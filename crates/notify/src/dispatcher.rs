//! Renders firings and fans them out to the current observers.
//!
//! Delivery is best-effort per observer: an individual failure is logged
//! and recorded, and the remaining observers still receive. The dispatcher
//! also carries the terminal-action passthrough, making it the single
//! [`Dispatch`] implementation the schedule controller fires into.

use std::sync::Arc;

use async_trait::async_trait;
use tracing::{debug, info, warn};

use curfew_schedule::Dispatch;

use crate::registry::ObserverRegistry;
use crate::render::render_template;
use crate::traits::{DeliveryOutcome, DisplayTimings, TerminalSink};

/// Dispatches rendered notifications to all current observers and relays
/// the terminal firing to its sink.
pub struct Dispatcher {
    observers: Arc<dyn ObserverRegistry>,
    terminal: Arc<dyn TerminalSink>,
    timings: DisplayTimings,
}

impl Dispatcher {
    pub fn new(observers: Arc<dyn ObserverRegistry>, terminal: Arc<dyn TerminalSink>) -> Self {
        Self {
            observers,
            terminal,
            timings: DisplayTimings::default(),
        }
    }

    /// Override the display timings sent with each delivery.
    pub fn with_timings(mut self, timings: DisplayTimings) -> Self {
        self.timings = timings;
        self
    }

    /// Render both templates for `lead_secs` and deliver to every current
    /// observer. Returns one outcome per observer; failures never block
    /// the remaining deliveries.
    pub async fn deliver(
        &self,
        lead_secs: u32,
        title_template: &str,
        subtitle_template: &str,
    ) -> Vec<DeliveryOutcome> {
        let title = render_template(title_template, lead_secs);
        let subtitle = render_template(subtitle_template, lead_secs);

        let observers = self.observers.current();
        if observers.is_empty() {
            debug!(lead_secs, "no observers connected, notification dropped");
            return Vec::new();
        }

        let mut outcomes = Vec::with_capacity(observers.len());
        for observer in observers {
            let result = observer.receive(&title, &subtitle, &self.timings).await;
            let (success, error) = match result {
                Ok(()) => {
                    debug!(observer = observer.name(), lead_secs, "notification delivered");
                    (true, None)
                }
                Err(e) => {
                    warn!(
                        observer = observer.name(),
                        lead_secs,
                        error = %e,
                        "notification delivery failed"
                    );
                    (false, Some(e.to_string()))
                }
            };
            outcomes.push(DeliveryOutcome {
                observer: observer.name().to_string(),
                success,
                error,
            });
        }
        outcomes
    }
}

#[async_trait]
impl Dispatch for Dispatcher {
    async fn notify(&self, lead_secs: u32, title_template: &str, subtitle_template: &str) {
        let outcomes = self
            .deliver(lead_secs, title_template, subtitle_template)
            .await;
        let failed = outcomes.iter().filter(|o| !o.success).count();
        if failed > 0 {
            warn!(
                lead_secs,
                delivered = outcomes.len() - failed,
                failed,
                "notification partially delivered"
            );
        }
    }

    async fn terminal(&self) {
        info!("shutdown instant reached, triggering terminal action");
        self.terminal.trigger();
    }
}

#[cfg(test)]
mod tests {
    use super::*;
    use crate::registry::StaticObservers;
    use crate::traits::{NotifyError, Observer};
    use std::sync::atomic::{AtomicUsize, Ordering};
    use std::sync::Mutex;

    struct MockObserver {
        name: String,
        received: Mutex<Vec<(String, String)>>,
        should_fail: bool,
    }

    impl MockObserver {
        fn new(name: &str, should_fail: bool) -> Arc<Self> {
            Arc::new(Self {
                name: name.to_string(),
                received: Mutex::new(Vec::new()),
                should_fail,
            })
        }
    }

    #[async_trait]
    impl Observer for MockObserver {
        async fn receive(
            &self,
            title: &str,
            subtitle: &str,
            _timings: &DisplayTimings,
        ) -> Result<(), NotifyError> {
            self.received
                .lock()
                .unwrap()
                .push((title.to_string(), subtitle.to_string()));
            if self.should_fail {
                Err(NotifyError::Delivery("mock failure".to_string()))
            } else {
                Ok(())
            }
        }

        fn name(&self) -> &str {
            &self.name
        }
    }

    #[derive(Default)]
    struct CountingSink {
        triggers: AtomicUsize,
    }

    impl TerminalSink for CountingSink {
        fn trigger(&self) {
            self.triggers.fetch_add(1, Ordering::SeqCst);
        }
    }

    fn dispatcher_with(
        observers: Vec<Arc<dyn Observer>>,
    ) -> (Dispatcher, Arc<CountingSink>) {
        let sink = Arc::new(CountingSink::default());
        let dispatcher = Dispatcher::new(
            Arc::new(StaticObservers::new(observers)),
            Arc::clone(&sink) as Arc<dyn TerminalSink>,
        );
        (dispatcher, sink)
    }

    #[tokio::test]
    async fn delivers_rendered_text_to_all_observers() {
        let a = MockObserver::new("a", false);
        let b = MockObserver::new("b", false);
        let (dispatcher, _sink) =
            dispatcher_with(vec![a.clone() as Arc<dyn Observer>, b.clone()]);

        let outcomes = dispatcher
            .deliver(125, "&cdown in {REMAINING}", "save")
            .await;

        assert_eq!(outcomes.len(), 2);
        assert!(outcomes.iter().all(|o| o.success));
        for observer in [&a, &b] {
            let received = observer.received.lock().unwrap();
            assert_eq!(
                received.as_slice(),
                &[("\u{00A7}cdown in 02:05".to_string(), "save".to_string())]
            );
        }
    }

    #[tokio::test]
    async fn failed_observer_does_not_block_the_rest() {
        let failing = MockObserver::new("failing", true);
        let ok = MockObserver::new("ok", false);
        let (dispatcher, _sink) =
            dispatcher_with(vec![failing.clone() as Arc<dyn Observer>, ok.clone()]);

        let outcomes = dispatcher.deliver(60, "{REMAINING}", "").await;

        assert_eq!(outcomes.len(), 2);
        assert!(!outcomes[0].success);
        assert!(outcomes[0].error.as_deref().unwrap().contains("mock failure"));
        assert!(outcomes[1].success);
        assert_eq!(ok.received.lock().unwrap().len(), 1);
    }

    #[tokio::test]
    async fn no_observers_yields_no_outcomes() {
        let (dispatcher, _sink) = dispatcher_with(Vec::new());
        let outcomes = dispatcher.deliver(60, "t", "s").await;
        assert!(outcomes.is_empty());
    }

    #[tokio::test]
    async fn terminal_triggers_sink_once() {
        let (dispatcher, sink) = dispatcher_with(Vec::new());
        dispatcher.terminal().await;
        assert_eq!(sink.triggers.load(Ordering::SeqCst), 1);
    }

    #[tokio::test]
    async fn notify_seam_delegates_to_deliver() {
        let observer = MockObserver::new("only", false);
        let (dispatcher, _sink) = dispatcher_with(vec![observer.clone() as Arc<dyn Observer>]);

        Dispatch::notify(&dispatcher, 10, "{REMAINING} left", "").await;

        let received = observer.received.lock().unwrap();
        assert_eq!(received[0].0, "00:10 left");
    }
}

> TASK GOAL: Transcribe the full set of records precisely.

> OUTPUT FOR THIS EXERCISE:
filename crates/notify/src/dispatcher.rs
//! Renders firings and fans them out to the current observers.
//!
//! Delivery is best-effort per observer: an individual failure is logged
//! and recorded, and the remaining observers still receive. The dispatcher
//! also carries the terminal-action passthrough, making it the single
//! [`Dispatch`] implementation the schedule controller fires into.

use std::sync::Arc;

use async_trait::async_trait;
use tracing::{debug, info, warn};

use curfew_schedule::Dispatch;

use crate::registry::ObserverRegistry;
use crate::render::render_template;
use crate::traits::{DeliveryOutcome, DisplayTimings, TerminalSink};

/// Dispatches rendered notifications to all current observers and relays
/// the terminal firing to its sink.
pub struct Dispatcher {
    observers: Arc<dyn ObserverRegistry>,
    terminal: Arc<dyn TerminalSink>,
    timings: DisplayTimings,
}

impl Dispatcher {
    pub fn new(observers: Arc<dyn ObserverRegistry>, terminal: Arc<dyn TerminalSink>) -> Self {
        Self {
            observers,
            terminal,
            timings: DisplayTimings::default(),
        }
    }

    /// Override the display timings sent with each delivery.
    pub fn with_timings(mut self, timings: DisplayTimings) -> Self {
        self.timings = timings;
        self
    }

    /// Render both templates for `lead_secs` and deliver to every current
    /// observer. Returns one outcome per observer; failures never block
    /// the remaining deliveries.
    pub async fn deliver(
        &self,
        lead_secs: u32,
        title_template: &str,
        subtitle_template: &str,
    ) -> Vec<DeliveryOutcome> {
        let title = render_template(title_template, lead_secs);
        let subtitle = render_template(subtitle_template, lead_secs);

        let observers = self.observers.current();
        if observers.is_empty() {
            debug!(lead_secs, "no observers connected, notification dropped");
            return Vec::new();
        }

        let mut outcomes = Vec::with_capacity(observers.len());
        for observer in observers {
            let result = observer.receive(&title, &subtitle, &self.timings).await;
            let (success, error) = match result {
                Ok(()) => {
                    debug!(observer = observer.name(), lead_secs, "notification delivered");
                    (true, None)
                }
                Err(e) => {
                    warn!(
                        observer = observer.name(),
                        lead_secs,
                        error = %e,
                        "notification delivery failed"
                    );
                    (false, Some(e.to_string()))
                }
            };
            outcomes.push(DeliveryOutcome {
                observer: observer.name().to_string(),
                success,
                error,
            });
        }
        outcomes
    }
}

#[async_trait]
impl Dispatch for Dispatcher {
    async fn notify(&self, lead_secs: u32, title_template: &str, subtitle_template: &str) {
        let outcomes = self
            .deliver(lead_secs, title_template, subtitle_template)
            .await;
        let failed = outcomes.iter().filter(|o| !o.success).count();
        if failed > 0 {
            warn!(
                lead_secs,
                delivered = outcomes.len() - failed,
                failed,
                "notification partially delivered"
            );
        }
    }

    async fn terminal(&self) {
        info!("shutdown instant reached, triggering terminal action");
        self.terminal.trigger();
    }
}

#[cfg(test)]
mod tests {
    use super::*;
    use crate::registry::StaticObservers;
    use crate::traits::{NotifyError, Observer};
    use std::sync::atomic::{AtomicUsize, Ordering};
    use std::sync::Mutex;

    struct MockObserver {
        name: String,
        received: Mutex<Vec<(String, String)>>,
        should_fail: bool,
    }

    impl MockObserver {
        fn new(name: &str, should_fail: bool) -> Arc<Self> {
            Arc::new(Self {
                name: name.to_string(),
                received: Mutex::new(Vec::new()),
                should_fail,
            })
        }
    }

    #[async_trait]
    impl Observer for MockObserver {
        async fn receive(
            &self,
            title: &str,
            subtitle: &str,
            _timings: &DisplayTimings,
        ) -> Result<(), NotifyError> {
            self.received
                .lock()
                .unwrap()
                .push((title.to_string(), subtitle.to_string()));
            if self.should_fail {
                Err(NotifyError::Delivery("mock failure".to_string()))
            } else {
                Ok(())
            }
        }

        fn name(&self) -> &str {
            &self.name
        }
    }

    #[derive(Default)]
    struct CountingSink {
        triggers: AtomicUsize,
    }

    impl TerminalSink for CountingSink {
        fn trigger(&self) {
            self.triggers.fetch_add(1, Ordering::SeqCst);
        }
    }

    fn dispatcher_with(
        observers: Vec<Arc<dyn Observer>>,
    ) -> (Dispatcher, Arc<CountingSink>) {
        let sink = Arc::new(CountingSink::default());
        let dispatcher = Dispatcher::new(
            Arc::new(StaticObservers::new(observers)),
            Arc::clone(&sink) as Arc<dyn TerminalSink>,
        );
        (dispatcher, sink)
    }

    #[tokio::test]
    async fn delivers_rendered_text_to_all_observers() {
        let a = MockObserver::new("a", false);
        let b = MockObserver::new("b", false);
        let (dispatcher, _sink) =
            dispatcher_with(vec![a.clone() as Arc<dyn Observer>, b.clone()]);

        let outcomes = dispatcher
            .deliver(125, "&cdown in {REMAINING}", "save")
            .await;

        assert_eq!(outcomes.len(), 2);
        assert!(outcomes.iter().all(|o| o.success));
        for observer in [&a, &b] {
            let received = observer.received.lock().unwrap();
            assert_eq!(
                received.as_slice(),
                &[("\u{00A7}cdown in 02:05".to_string(), "save".to_string())]
            );
        }
    }

    #[tokio::test]
    async fn failed_observer_does_not_block_the_rest() {
        let failing = MockObserver::new("failing", true);
        let ok = MockObserver::new("ok", false);
        let (dispatcher, _sink) =
            dispatcher_with(vec![failing.clone() as Arc<dyn Observer>, ok.clone()]);

        let outcomes = dispatcher.deliver(60, "{REMAINING}", "").await;

        assert_eq!(outcomes.len(), 2);
        assert!(!outcomes[0].success);
        assert!(outcomes[0].error.as_deref().unwrap().contains("mock failure"));
        assert!(outcomes[1].success);
        assert_eq!(ok.received.lock().unwrap().len(), 1);
    }

    #[tokio::test]
    async fn no_observers_yields_no_outcomes() {
        let (dispatcher, _sink) = dispatcher_with(Vec::new());
        let outcomes = dispatcher.deliver(60, "t", "s").await;
        assert!(outcomes.is_empty());
    }

    #[tokio::test]
    async fn terminal_triggers_sink_once() {
        let (dispatcher, sink) = dispatcher_with(Vec::new());
        dispatcher.terminal().await;
        assert_eq!(sink.triggers.load(Ordering::SeqCst), 1);
    }

    #[tokio::test]
    async fn notify_seam_delegates_to_deliver() {
        let observer = MockObserver::new("only", false);
        let (dispatcher, _sink) = dispatcher_with(vec![observer.clone() as Arc<dyn Observer>]);

        Dispatch::notify(&dispatcher, 10, "{REMAINING} left", "").await;

        let received = observer.received.lock().unwrap();
        assert_eq!(received[0].0, "00:10 left");
    }
}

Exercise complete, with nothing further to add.